Start of RECORD EXTRACTS

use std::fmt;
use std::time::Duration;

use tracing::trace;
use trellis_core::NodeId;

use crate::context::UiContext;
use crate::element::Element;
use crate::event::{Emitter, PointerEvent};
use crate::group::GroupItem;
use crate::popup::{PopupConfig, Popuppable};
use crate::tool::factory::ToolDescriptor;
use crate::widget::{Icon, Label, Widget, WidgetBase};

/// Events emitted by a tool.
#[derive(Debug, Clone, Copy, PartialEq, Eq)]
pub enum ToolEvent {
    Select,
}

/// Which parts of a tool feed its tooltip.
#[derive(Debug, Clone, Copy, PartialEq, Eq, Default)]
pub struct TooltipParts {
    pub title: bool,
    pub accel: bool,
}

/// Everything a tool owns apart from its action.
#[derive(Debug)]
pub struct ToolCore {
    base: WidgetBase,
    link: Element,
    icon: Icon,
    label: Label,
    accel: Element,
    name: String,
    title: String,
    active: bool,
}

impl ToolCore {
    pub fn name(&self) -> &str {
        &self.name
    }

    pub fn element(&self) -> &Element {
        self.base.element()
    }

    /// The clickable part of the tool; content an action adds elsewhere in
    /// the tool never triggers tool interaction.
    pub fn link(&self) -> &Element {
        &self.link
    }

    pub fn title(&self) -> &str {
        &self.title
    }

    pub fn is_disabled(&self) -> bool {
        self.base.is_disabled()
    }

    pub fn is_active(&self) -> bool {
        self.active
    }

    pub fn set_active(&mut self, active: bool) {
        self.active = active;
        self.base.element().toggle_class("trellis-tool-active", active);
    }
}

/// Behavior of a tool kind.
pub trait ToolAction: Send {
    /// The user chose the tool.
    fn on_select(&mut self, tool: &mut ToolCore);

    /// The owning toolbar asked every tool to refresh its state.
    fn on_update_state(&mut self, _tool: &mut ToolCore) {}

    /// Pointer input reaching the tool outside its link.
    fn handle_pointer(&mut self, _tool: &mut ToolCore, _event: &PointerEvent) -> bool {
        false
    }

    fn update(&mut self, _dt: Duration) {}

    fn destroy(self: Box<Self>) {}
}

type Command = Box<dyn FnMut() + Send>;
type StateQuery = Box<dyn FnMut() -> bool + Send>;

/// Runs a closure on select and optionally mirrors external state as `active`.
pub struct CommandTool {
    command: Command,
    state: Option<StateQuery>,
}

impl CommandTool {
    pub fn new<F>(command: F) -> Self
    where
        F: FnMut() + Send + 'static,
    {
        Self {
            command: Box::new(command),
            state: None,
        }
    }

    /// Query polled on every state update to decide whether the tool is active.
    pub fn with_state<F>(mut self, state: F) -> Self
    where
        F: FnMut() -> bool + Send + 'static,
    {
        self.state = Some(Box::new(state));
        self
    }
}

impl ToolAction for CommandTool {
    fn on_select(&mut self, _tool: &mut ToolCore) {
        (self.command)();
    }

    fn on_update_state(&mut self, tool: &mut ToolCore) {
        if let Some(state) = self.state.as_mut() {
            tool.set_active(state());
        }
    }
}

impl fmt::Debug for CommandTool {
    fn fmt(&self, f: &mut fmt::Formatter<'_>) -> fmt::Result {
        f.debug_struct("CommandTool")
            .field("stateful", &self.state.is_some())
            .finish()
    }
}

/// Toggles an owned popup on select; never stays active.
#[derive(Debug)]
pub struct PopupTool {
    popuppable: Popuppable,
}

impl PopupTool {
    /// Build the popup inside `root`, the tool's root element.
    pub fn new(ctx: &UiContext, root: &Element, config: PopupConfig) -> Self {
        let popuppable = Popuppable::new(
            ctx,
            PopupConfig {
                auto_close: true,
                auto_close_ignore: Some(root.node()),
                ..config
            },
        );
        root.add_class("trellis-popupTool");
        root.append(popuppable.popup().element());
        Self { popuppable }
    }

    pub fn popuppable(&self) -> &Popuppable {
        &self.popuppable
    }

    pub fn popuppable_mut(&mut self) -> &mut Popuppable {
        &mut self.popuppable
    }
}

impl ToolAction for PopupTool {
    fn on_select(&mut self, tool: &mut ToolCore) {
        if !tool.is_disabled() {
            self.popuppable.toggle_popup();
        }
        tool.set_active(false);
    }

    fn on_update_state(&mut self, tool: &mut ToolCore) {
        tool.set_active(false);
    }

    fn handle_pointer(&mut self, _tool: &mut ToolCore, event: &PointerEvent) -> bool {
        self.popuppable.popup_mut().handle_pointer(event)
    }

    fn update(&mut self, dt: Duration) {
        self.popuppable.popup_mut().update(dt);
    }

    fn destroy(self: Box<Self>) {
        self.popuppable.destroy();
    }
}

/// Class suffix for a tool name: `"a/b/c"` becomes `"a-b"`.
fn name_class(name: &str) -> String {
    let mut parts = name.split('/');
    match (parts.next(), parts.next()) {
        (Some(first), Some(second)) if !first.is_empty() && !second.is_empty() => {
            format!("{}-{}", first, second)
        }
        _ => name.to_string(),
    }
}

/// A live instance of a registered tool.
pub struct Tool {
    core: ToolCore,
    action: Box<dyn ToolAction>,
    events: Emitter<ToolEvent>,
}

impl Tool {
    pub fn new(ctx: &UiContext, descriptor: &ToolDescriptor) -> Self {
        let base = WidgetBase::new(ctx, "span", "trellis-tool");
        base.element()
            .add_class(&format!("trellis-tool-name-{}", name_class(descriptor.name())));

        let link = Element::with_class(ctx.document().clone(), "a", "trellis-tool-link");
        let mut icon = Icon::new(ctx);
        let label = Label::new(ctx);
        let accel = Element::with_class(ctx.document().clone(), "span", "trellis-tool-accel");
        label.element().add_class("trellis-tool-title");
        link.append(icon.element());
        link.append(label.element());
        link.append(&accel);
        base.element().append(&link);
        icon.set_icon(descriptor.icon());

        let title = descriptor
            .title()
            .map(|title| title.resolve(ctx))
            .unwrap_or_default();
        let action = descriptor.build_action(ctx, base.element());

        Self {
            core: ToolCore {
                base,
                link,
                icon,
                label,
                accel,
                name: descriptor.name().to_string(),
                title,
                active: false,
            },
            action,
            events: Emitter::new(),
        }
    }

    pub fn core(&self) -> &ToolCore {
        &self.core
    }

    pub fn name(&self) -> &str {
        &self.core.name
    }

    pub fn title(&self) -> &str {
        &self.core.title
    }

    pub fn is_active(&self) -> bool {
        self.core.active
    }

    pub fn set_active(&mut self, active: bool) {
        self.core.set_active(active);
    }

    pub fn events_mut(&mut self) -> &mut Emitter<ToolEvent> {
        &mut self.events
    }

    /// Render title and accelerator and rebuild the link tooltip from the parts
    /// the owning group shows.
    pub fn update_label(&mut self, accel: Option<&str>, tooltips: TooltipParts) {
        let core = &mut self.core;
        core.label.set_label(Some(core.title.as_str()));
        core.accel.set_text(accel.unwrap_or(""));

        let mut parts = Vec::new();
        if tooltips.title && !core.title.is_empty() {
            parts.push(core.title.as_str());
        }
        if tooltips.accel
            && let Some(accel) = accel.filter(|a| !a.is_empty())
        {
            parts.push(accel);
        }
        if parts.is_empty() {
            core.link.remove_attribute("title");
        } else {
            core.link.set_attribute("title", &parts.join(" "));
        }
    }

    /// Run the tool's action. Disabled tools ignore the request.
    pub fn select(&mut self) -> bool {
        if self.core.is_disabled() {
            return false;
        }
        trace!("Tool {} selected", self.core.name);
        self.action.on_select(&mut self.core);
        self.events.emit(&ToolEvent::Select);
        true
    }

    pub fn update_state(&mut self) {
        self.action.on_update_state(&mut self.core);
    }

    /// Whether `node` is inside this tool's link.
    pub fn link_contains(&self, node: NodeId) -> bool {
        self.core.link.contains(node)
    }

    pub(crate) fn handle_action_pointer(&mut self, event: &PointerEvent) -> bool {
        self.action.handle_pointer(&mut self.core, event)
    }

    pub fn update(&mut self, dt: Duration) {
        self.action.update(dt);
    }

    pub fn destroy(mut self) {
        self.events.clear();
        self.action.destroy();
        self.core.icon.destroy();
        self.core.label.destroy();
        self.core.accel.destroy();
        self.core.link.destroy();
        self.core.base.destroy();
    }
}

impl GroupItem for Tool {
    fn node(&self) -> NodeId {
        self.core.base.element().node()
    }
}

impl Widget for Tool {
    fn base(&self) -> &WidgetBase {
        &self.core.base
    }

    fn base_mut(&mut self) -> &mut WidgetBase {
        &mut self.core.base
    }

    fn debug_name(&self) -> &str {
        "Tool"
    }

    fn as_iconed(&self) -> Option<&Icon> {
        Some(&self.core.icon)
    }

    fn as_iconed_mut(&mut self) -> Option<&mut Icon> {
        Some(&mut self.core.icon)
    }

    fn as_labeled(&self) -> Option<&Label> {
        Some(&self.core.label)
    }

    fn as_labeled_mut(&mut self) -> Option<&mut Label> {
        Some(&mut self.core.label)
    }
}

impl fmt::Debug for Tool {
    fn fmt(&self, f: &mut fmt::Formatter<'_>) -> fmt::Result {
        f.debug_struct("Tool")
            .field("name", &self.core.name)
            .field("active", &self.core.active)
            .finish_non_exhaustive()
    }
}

End of RECORD EXTRACTS

-- ACTIVITY --
Collect from the data above every line that includes "NodeId".

-- WRITTEN RESPONSE --
use trellis_core::NodeId;
    pub fn link_contains(&self, node: NodeId) -> bool {
    fn node(&self) -> NodeId {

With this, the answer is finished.